Recorded: 09 Apr 2001
I went to those lectures and Jim was just a quarter of this course and it was a short spring semester course. He was one of four lecturers. So I went to his lectures and everyday I’d be there, the earliest first person in the room and everyday I would be there, waiting for him to appear and give the word. So then when his section ended, I knew I couldn’t live without this, so I tried to zoom to his lab and try to see if I could work in the lab with him. So I did that and he said yes. I had a little desk in the tiny little lab right next to his office. And there was a connecting door between the two and he would come flying in the door and say, “You want to have lunch?” and so forth. Then down the hall was his lab and the tearoom. So I became a part of the atmosphere of molecular biology as it was being done and discovered, right then and there in 1963 and ‘64, and that was how I got introduced to the world of molecular biology. It was overwhelming, as a young person seeing people making these discoveries and having meetings everyday where they were talking about the discoveries that were being made at the time. Because the central dogma was still being worked out. Can you imagine being alive then? Being where it was happening? As I said, it was beyond imagining, so it was thrilling!
Then the question of actually going on and actually having a career myself in science, that took quite a large mental leap, probably because for women in my generation, you know, we were really sent to college to become educated wives of Harvard men.
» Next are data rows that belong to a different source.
use serde::{de::DeserializeOwned, Deserialize, Serialize};
use std::path::PathBuf;
use std::sync::Arc;
use tauri::State;

/// Get the config directory using platform-appropriate location.
///
/// - macOS: `~/Library/Application Support/htmlpeek/`
/// - Linux: `~/.config/htmlpeek/` (or `$XDG_CONFIG_HOME`)
/// - Windows: `%APPDATA%/htmlpeek/`
///
/// Falls back to `~/.htmlpeek/` if the platform dir is unavailable.
pub(crate) fn config_dir() -> PathBuf {
    dirs::config_dir()
        .map(|d| d.join("htmlpeek"))
        .unwrap_or_else(|| {
            dirs::home_dir()
                .unwrap_or_else(|| PathBuf::from("."))
                .join(".htmlpeek")
        })
}

/// Load a JSON config file, returning Default if missing or corrupt.
/// Logs warnings/errors when the file exists but cannot be read or parsed,
/// so corrupt files are visible in logs instead of silently resetting state.
pub(crate) fn load_json_config<T: DeserializeOwned + Default>(filename: &str) -> T {
    let path = config_dir().join(filename);
    if !path.exists() {
        return T::default();
    }
    let content = match std::fs::read_to_string(&path) {
        Ok(s) => s,
        Err(e) => {
            eprintln!("Warning: Could not read config {}: {e}", path.display());
            return T::default();
        }
    };
    match serde_json::from_str(&content) {
        Ok(v) => v,
        Err(e) => {
            eprintln!("Error: Corrupt config {}: {e}. Using defaults.", path.display());
            T::default()
        }
    }
}

/// Save a JSON config file atomically (temp file + rename).
pub(crate) fn save_json_config<T: Serialize>(filename: &str, config: &T) -> Result<(), String> {
    let dir = config_dir();
    std::fs::create_dir_all(&dir)
        .map_err(|e| format!("Failed to create config directory: {e}"))?;

    let json = serde_json::to_string_pretty(config)
        .map_err(|e| format!("Failed to serialize config: {e}"))?;

    let target = dir.join(filename);
    let temp = dir.join(format!("{}.tmp.{}", filename, std::process::id()));

    std::fs::write(&temp, &json)
        .map_err(|e| format!("Failed to write temp config: {e}"))?;

    // Atomic rename: either the old file or new file exists, never partial
    std::fs::rename(&temp, &target).map_err(|e| {
        let _ = std::fs::remove_file(&temp);
        format!("Failed to commit config: {e}")
    })?;

    Ok(())
}

const CONFIG_FILE: &str = "config.json";

/// Application configuration, cached in AppState and persisted as JSON.
#[derive(Clone, Debug, PartialEq, Serialize, Deserialize)]
#[serde(default)]
pub struct AppConfig {
    /// Directories searched for candidate HTML files, in order.
    /// Only the first entry is consulted today.
    pub workspace_roots: Vec<String>,
    /// Quiet period before a file change triggers a preview reload.
    pub debounce_ms: u64,
}

impl Default for AppConfig {
    fn default() -> Self {
        Self {
            workspace_roots: Vec::new(),
            debounce_ms: 200,
        }
    }
}

/// Read the config file from disk (used once at startup to seed the cache).
pub(crate) fn load_app_config_from_disk() -> AppConfig {
    load_json_config(CONFIG_FILE)
}

// --- Tauri commands ---

/// Load configuration from the cached AppState.
#[tauri::command]
pub(crate) fn load_app_config(state: State<'_, Arc<crate::AppState>>) -> AppConfig {
    state.config.read().clone()
}

/// Save configuration to disk and update the AppState cache.
#[tauri::command]
pub(crate) fn save_app_config(
    state: State<'_, Arc<crate::AppState>>,
    config: AppConfig,
) -> Result<(), String> {
    save_json_config(CONFIG_FILE, &config)?;
    *state.config.write() = config;
    Ok(())
}

#[cfg(test)]
mod tests {
    use super::*;

    #[test]
    fn default_config_has_sensible_values() {
        let config = AppConfig::default();
        assert!(config.workspace_roots.is_empty());
        assert_eq!(config.debounce_ms, 200);
    }

    #[test]
    fn config_round_trips_through_json() {
        let config = AppConfig {
            workspace_roots: vec!["/home/user/project".to_string()],
            debounce_ms: 500,
        };
        let json = serde_json::to_string(&config).expect("should serialize");
        let back: AppConfig = serde_json::from_str(&json).expect("should deserialize");
        assert_eq!(back, config);
    }

    #[test]
    fn missing_fields_fall_back_to_defaults() {
        let back: AppConfig = serde_json::from_str("{}").expect("should deserialize");
        assert_eq!(back, AppConfig::default());
    }

    #[test]
    fn unknown_fields_are_ignored() {
        let back: AppConfig =
            serde_json::from_str(r#"{"debounce_ms": 50, "theme": "dark"}"#)
                .expect("should deserialize");
        assert_eq!(back.debounce_ms, 50);
    }
}
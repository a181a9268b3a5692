#![cfg_attr(not(debug_assertions), windows_subsystem = "windows")]

fn main() {
    htmlpeek_lib::run();
}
That was really kind of it. And it was Jim who had the imagination to say, “You have to become a scientist! You are going to be a molecular biologist.” And I said, “Oh!” Of course, I wanted to. I couldn’t possibly imagine leaving this science, I couldn’t be away from it, but did not know what that would entail and what it would mean. He told me that I needed to go to graduate school and at that time, and really still, we had this rule that if you go to an undergraduate school, you ought to leave that school for graduate school. He told me that I should go to Yale, so fine, I went to Yale. But I wanted to be at Harvard because I didn’t really care about being at graduate school, I cared about working on a particular research problem and the only problem I wanted to work on was the isolation of the repressor. So I had to come back to Harvard so I could work on that problem because it was being done by two people at Harvard: Wally Gilbert and independently, Mark Ptashne. I had met Mark when I was an undergraduate and before he told me he was going to work on the repressor, I knew this guy was going to work on the repressor and I knew I wanted to work on it with him. So I went back to Harvard to work on the repressor. Again, I had just walked out of graduate school and worked as Mark’s technician for about a year and one day Jim came and said, “OK. You’ve had your fun, now you have to go to graduate school.” So I said, “OK,” and I signed up for graduate school and got my Ph.D. at Harvard.
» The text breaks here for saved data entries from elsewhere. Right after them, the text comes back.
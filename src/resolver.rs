//! Decides which HTML file to preview.
//!
//! Resolution order: the frontend-reported active document (if it is an
//! `.html` file), then well-known filenames under the first workspace root,
//! then an interactive file picker. "Nothing found" and "picker cancelled"
//! are normal empty results, never errors.

use std::path::{Path, PathBuf};
use std::sync::Arc;
use tauri::{AppHandle, Manager, State};
use tauri_plugin_dialog::DialogExt;

use crate::AppState;

/// Well-known output filenames probed under the first workspace root,
/// in priority order.
const CANDIDATE_FILES: &[&str] = &["index.html", "demo.html", "walkthrough.html"];

/// Whether a path names an HTML document by extension.
fn is_html_document(path: &Path) -> bool {
    path.file_name()
        .and_then(|n| n.to_str())
        .is_some_and(|n| n.ends_with(".html"))
}

/// First well-known candidate that exists directly under `root`.
fn find_candidate(root: &Path) -> Option<PathBuf> {
    CANDIDATE_FILES
        .iter()
        .map(|name| root.join(name))
        .find(|candidate| candidate.is_file())
}

/// Blocking single-file picker restricted to HTML files. Returns `None` when
/// the user cancels. Must not be called on the main thread.
fn pick_html_file(app_handle: &AppHandle) -> Option<PathBuf> {
    app_handle
        .dialog()
        .file()
        .add_filter("HTML Files", &["html", "htm"])
        .set_title("Select an HTML file to preview")
        .blocking_pick_file()
        .and_then(|file| file.into_path().ok())
}

/// Resolve the HTML file to preview:
/// 1. the active document, if it is an HTML file
/// 2. well-known filenames under the first configured workspace root
/// 3. the file picker
pub(crate) fn resolve_html_file(app_handle: &AppHandle) -> Option<PathBuf> {
    let state = app_handle.state::<Arc<AppState>>();

    if let Some(doc) = state.active_document.read().clone() {
        if is_html_document(&doc) {
            return Some(doc);
        }
    }

    let roots = state.config.read().workspace_roots.clone();
    if let Some(root) = roots.first() {
        if let Some(candidate) = find_candidate(Path::new(root)) {
            return Some(candidate);
        }
    }

    pick_html_file(app_handle)
}

// --- Tauri commands ---

/// Frontend reports the currently focused document (or none).
#[tauri::command]
pub(crate) fn set_active_document(
    state: State<'_, Arc<AppState>>,
    path: Option<String>,
) {
    *state.active_document.write() = path.map(PathBuf::from);
}

#[cfg(test)]
mod tests {
    use super::*;
    use std::fs;

    #[test]
    fn html_extension_is_recognized() {
        assert!(is_html_document(Path::new("/work/demo.html")));
        assert!(!is_html_document(Path::new("/work/demo.htm")));
        assert!(!is_html_document(Path::new("/work/notes.md")));
        assert!(!is_html_document(Path::new("/work/html")));
    }

    #[test]
    fn candidates_are_probed_in_order() {
        let dir = tempfile::tempdir().unwrap();
        fs::write(dir.path().join("walkthrough.html"), "<html></html>").unwrap();
        fs::write(dir.path().join("demo.html"), "<html></html>").unwrap();

        // demo.html outranks walkthrough.html
        assert_eq!(
            find_candidate(dir.path()),
            Some(dir.path().join("demo.html"))
        );

        fs::write(dir.path().join("index.html"), "<html></html>").unwrap();
        assert_eq!(
            find_candidate(dir.path()),
            Some(dir.path().join("index.html"))
        );
    }

    #[test]
    fn no_candidate_in_empty_root() {
        let dir = tempfile::tempdir().unwrap();
        assert_eq!(find_candidate(dir.path()), None);
    }

    #[test]
    fn candidate_must_be_a_file() {
        let dir = tempfile::tempdir().unwrap();
        fs::create_dir(dir.path().join("index.html")).unwrap();
        assert_eq!(find_candidate(dir.path()), None);
    }
}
Nancy Hopkins is a developmental biologist and the Amgen, Inc. Professor of Biology at MIT. Working under Jim Watson and Mark Ptashne, Hopkins earned her Ph.D. from Harvard in 1971. As a postdoctoral fellow she moved to the Cold Spring Harbor Laboratory where she continued working under Watson researching DNA tumor viruses. In 1973 she joined the MIT faculty as an assistant professor in the Center for Cancer Research, where she researched the mechanisms of replication and leukemogenesis by RNA tumor viruses for 17 years.
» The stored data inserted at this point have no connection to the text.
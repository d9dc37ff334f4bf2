use std::{cmp, future::Future};

use bytes::Bytes;
use ckb_fixed_hash::H256;
use ckb_jsonrpc_types::JsonBytes;
use futures::future::join_all;
use tokio::time::Instant;

use crate::godwoken_rpc::GodwokenRpcClient;

pub const DEFAULT_DISPATCH_CHUNK_SIZE: usize = 20;

/// Runs `execute` over consecutive chunks of `data`, one chunk at a time.
pub async fn batch_execute<T, K, F, Fut>(
    name: &str,
    data: Vec<T>,
    chunk_size: usize,
    mut execute: F,
) -> Vec<K>
where
    F: FnMut(Vec<T>) -> Fut,
    Fut: Future<Output = Vec<K>>,
{
    let chunk_size = cmp::max(chunk_size, 1);
    let mut result = Vec::with_capacity(data.len());
    let mut data = data.into_iter().peekable();
    while data.peek().is_some() {
        let chunk: Vec<T> = data.by_ref().take(chunk_size).collect();
        result.extend(execute(chunk).await);
    }
    log::info!("batch execute {}, result size: {}", name, result.len());
    result
}

/// Outcome of one submitted transaction.
#[derive(Clone, Debug, PartialEq, Eq)]
pub struct Submission {
    pub tx_hash: Option<H256>,
    /// When the batch carrying the transaction was answered.
    pub submitted_at: Instant,
}

#[derive(Clone)]
pub struct BatchDispatcher {
    rpc_client: GodwokenRpcClient,
    chunk_size: usize,
}

impl BatchDispatcher {
    pub fn new(rpc_client: GodwokenRpcClient, chunk_size: usize) -> Self {
        Self {
            rpc_client,
            chunk_size: cmp::max(chunk_size, 1),
        }
    }

    /// Submits all transactions as one batch.
    ///
    /// A rejected entry yields `None` at its position; if the batch call itself
    /// fails every position is `None`.
    pub async fn submit_batch(&self, txs: Vec<Bytes>) -> Vec<Option<H256>> {
        let total = txs.len();
        if total == 0 {
            return Vec::new();
        }
        let l2txs = txs.into_iter().map(JsonBytes::from_bytes).collect();
        log::info!("send {} batch transaction", total);
        let results = match self.rpc_client.submit_l2transaction_batch(l2txs).await {
            Ok(results) => results,
            Err(err) => {
                log::error!("failed to send batch of {} transactions: {}", total, err);
                return vec![None; total];
            }
        };
        let tx_hashes: Vec<Option<H256>> = results
            .into_iter()
            .map(|res| match res {
                Ok(tx_hash) => Some(tx_hash),
                Err(err) => {
                    log::warn!("submit l2 tx with error: {}", err);
                    None
                }
            })
            .collect();
        let success = tx_hashes.iter().filter(|h| h.is_some()).count();
        log::info!("({}/{})", success, total);
        tx_hashes
    }

    /// Splits `txs` into chunks of `chunk_size`, submits the chunks
    /// concurrently and returns the hashes in input order.
    pub async fn submit_all(&self, txs: Vec<Bytes>) -> Vec<Option<H256>> {
        self.submit_all_timed(txs)
            .await
            .into_iter()
            .map(|s| s.tx_hash)
            .collect()
    }

    pub async fn submit_all_timed(&self, txs: Vec<Bytes>) -> Vec<Submission> {
        let chunks: Vec<Vec<Bytes>> = txs
            .chunks(self.chunk_size)
            .map(|chunk| chunk.to_vec())
            .collect();
        let futures = chunks.into_iter().map(|chunk| async move {
            let tx_hashes = self.submit_batch(chunk).await;
            let submitted_at = Instant::now();
            tx_hashes
                .into_iter()
                .map(|tx_hash| Submission {
                    tx_hash,
                    submitted_at,
                })
                .collect::<Vec<_>>()
        });
        let submissions: Vec<Submission> = join_all(futures).await.into_iter().flatten().collect();
        let success = submissions.iter().filter(|s| s.tx_hash.is_some()).count();
        log::info!(
            "submitted {} transactions, success: {}, failure: {}",
            submissions.len(),
            success,
            submissions.len() - success
        );
        submissions
    }
}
Hopkins has also led an ongoing effort to end discrimination against women in science. In 1995 she was appointed Chair of the first Committee on Women Faculty in the School of Science at MIT, and in 2000 she was appointed Co-Chair of the first Council on Faculty Diversity at MIT. Hopkins co-authored the fourth edition of Molecular Biology of the Gene. She is a fellow of the American Academy of Arts and Sciences and a member of the Institute of Medicine of the National Academy of Sciences.